----- DATA UNDER STUDY
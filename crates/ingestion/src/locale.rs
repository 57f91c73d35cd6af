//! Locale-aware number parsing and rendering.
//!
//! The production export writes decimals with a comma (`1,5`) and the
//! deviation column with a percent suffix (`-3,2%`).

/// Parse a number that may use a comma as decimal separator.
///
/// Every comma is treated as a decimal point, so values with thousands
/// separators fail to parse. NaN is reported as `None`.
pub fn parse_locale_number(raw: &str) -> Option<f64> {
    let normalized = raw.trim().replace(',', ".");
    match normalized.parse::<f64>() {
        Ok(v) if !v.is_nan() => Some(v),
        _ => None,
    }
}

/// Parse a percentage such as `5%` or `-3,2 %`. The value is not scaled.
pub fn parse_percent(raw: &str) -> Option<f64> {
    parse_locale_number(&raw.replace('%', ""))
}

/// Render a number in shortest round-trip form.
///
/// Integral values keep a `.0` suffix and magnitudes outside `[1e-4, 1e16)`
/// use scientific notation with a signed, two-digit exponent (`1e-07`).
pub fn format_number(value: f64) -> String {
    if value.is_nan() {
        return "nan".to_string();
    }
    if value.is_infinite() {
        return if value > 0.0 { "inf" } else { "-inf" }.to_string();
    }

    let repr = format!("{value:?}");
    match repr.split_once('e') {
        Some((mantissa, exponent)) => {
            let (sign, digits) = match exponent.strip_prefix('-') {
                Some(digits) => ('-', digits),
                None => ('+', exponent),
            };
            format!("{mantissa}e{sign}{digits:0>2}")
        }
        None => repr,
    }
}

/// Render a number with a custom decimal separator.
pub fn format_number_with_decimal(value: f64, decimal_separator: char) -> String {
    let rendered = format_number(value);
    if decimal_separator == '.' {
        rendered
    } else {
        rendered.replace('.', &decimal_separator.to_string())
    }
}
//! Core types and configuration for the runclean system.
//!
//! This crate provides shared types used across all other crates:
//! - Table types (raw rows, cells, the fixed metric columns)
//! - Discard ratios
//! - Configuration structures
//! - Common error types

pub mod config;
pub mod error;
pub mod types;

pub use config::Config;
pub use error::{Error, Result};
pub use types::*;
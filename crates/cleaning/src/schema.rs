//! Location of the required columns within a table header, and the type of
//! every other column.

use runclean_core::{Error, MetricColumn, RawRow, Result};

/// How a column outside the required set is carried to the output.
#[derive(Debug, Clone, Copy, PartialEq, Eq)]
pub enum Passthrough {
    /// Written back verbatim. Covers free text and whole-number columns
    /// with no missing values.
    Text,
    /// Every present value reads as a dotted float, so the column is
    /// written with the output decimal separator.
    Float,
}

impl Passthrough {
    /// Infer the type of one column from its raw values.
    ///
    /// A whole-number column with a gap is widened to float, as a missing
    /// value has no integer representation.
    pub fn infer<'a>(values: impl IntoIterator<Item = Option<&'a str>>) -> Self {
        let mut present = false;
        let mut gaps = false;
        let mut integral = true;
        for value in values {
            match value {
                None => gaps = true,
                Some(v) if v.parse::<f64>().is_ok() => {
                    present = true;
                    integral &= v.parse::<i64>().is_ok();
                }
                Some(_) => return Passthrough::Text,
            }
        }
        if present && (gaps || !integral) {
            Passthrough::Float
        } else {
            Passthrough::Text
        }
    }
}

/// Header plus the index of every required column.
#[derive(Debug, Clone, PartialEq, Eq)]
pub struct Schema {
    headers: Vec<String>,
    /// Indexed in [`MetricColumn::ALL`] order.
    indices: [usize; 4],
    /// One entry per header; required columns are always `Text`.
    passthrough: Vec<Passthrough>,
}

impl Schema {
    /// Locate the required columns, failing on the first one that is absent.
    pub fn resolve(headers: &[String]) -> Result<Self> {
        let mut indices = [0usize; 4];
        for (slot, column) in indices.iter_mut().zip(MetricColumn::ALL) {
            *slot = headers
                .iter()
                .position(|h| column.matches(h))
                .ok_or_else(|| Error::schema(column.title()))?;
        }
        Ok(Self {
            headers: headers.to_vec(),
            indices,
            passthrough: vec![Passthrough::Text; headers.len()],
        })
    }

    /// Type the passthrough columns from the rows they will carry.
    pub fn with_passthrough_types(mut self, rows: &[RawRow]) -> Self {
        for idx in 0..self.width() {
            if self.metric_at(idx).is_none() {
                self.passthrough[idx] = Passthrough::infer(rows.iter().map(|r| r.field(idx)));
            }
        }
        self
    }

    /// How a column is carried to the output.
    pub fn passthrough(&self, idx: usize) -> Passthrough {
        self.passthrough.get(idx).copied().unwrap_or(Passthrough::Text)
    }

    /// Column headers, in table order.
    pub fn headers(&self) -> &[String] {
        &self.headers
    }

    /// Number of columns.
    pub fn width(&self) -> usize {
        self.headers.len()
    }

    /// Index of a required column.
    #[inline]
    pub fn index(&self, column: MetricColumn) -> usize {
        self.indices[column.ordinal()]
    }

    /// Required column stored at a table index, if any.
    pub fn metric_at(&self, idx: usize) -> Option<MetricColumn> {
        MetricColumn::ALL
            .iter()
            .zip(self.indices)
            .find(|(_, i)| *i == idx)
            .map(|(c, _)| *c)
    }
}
----------
----- DATA UNDER STUDY
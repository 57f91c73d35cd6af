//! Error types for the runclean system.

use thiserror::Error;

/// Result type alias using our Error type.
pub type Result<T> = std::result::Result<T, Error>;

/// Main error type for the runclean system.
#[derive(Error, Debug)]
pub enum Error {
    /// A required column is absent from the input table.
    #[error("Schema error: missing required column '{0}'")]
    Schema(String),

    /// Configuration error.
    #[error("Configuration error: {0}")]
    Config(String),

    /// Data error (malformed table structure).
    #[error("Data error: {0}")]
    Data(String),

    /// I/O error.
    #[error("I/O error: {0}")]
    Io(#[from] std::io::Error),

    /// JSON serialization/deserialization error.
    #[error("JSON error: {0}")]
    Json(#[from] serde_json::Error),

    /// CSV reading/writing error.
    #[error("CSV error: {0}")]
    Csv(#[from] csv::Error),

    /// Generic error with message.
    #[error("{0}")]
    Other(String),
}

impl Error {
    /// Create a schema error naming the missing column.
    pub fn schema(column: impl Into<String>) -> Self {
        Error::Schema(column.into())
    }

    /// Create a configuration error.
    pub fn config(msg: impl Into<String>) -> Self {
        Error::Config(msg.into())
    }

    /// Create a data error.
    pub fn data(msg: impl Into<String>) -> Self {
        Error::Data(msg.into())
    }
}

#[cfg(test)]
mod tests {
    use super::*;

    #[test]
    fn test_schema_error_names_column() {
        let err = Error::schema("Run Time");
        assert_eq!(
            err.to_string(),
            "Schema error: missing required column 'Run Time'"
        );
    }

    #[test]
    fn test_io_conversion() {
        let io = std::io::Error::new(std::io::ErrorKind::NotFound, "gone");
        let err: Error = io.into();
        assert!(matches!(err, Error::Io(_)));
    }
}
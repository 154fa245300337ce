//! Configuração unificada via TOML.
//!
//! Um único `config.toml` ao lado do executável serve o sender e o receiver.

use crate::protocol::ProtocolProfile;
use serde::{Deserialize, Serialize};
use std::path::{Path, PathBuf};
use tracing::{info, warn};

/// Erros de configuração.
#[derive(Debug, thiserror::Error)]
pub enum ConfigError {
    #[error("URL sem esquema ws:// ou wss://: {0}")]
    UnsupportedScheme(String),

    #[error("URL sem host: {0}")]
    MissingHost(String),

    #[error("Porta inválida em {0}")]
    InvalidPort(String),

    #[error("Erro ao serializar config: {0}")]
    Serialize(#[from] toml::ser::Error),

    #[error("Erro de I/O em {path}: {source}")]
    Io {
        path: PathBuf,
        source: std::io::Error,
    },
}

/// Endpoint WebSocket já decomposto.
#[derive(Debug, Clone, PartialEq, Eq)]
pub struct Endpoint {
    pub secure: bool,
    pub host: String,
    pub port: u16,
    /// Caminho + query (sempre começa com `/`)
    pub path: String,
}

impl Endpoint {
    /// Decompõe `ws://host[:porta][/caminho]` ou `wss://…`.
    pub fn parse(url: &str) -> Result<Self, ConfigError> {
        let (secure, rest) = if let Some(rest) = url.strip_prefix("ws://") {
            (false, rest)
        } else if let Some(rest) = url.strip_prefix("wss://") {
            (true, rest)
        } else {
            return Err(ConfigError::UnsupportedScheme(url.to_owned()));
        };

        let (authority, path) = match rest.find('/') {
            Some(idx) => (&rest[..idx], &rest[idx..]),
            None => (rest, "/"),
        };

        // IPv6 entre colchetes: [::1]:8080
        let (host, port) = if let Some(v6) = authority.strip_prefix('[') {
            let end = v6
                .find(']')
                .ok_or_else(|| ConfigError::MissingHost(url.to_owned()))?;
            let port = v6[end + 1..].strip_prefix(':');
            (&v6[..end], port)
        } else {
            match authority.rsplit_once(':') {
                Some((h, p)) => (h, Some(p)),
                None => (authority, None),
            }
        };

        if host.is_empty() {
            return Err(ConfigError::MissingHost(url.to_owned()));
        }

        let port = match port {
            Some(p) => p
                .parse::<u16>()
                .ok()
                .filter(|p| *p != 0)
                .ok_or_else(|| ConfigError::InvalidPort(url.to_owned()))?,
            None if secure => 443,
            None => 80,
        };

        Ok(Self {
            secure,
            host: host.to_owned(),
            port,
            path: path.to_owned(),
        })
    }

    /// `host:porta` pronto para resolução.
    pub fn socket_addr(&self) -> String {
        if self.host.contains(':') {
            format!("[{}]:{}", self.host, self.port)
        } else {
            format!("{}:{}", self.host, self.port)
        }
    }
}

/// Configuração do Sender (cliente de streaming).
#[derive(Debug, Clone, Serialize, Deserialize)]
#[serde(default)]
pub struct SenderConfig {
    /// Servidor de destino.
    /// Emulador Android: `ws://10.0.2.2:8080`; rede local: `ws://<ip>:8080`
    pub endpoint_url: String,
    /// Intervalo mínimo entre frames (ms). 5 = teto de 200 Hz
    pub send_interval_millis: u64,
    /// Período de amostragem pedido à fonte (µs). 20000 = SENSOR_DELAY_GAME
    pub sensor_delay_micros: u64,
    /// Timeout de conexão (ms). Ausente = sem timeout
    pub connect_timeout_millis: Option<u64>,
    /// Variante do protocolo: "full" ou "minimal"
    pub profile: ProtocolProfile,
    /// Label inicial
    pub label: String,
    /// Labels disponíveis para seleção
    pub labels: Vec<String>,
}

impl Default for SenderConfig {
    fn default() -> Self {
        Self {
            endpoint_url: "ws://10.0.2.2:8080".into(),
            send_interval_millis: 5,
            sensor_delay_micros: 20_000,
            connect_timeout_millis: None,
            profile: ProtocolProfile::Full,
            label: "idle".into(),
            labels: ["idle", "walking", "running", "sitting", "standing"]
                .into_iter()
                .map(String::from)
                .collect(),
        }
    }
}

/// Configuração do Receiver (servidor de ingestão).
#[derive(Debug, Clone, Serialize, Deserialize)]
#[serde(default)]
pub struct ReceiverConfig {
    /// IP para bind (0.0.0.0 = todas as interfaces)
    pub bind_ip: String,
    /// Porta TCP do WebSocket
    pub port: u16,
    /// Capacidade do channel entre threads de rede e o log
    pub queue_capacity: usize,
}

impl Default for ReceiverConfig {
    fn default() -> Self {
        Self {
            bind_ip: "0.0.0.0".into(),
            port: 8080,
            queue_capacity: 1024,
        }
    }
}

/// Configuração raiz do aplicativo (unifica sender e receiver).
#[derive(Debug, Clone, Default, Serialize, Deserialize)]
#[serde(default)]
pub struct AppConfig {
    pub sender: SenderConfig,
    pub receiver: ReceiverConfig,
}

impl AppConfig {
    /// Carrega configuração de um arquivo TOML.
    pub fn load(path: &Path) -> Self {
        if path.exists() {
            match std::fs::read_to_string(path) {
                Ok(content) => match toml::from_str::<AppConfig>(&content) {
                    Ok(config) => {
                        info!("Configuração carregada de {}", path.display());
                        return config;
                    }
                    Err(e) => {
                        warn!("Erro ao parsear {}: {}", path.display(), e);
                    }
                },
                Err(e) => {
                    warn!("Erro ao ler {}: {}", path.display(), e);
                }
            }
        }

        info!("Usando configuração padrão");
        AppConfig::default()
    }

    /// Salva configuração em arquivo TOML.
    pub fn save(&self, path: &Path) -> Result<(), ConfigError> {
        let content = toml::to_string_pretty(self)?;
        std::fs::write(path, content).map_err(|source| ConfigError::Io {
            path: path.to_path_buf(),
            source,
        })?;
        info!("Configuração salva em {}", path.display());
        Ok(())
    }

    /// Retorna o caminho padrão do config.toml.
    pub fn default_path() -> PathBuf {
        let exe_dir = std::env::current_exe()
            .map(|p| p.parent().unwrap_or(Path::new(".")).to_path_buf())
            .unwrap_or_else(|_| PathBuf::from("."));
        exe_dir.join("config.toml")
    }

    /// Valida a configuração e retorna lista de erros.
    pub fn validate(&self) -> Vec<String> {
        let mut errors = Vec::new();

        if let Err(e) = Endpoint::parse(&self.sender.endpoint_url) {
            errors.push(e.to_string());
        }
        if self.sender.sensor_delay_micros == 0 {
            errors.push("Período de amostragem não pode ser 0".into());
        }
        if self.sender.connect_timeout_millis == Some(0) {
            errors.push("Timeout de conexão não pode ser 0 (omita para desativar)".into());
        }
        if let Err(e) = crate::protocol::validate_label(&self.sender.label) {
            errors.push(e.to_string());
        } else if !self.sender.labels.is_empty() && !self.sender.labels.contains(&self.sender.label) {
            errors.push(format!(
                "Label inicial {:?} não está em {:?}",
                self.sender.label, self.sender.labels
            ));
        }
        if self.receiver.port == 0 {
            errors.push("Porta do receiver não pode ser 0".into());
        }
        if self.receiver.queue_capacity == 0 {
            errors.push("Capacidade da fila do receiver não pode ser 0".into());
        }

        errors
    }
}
----------
YOUR GOAL
There is a line with "use crate::protocol::ProtocolProfile;" and a line with "Some((h, p)) =>" above. Copy exactly those two lines and all lines between them, with nothing else.

TASK ANSWER
use crate::protocol::ProtocolProfile;
use serde::{Deserialize, Serialize};
use std::path::{Path, PathBuf};
use tracing::{info, warn};

/// Erros de configuração.
#[derive(Debug, thiserror::Error)]
pub enum ConfigError {
    #[error("URL sem esquema ws:// ou wss://: {0}")]
    UnsupportedScheme(String),

    #[error("URL sem host: {0}")]
    MissingHost(String),

    #[error("Porta inválida em {0}")]
    InvalidPort(String),

    #[error("Erro ao serializar config: {0}")]
    Serialize(#[from] toml::ser::Error),

    #[error("Erro de I/O em {path}: {source}")]
    Io {
        path: PathBuf,
        source: std::io::Error,
    },
}

/// Endpoint WebSocket já decomposto.
#[derive(Debug, Clone, PartialEq, Eq)]
pub struct Endpoint {
    pub secure: bool,
    pub host: String,
    pub port: u16,
    /// Caminho + query (sempre começa com `/`)
    pub path: String,
}

impl Endpoint {
    /// Decompõe `ws://host[:porta][/caminho]` ou `wss://…`.
    pub fn parse(url: &str) -> Result<Self, ConfigError> {
        let (secure, rest) = if let Some(rest) = url.strip_prefix("ws://") {
            (false, rest)
        } else if let Some(rest) = url.strip_prefix("wss://") {
            (true, rest)
        } else {
            return Err(ConfigError::UnsupportedScheme(url.to_owned()));
        };

        let (authority, path) = match rest.find('/') {
            Some(idx) => (&rest[..idx], &rest[idx..]),
            None => (rest, "/"),
        };

        // IPv6 entre colchetes: [::1]:8080
        let (host, port) = if let Some(v6) = authority.strip_prefix('[') {
            let end = v6
                .find(']')
                .ok_or_else(|| ConfigError::MissingHost(url.to_owned()))?;
            let port = v6[end + 1..].strip_prefix(':');
            (&v6[..end], port)
        } else {
            match authority.rsplit_once(':') {
                Some((h, p)) => (h, Some(p)),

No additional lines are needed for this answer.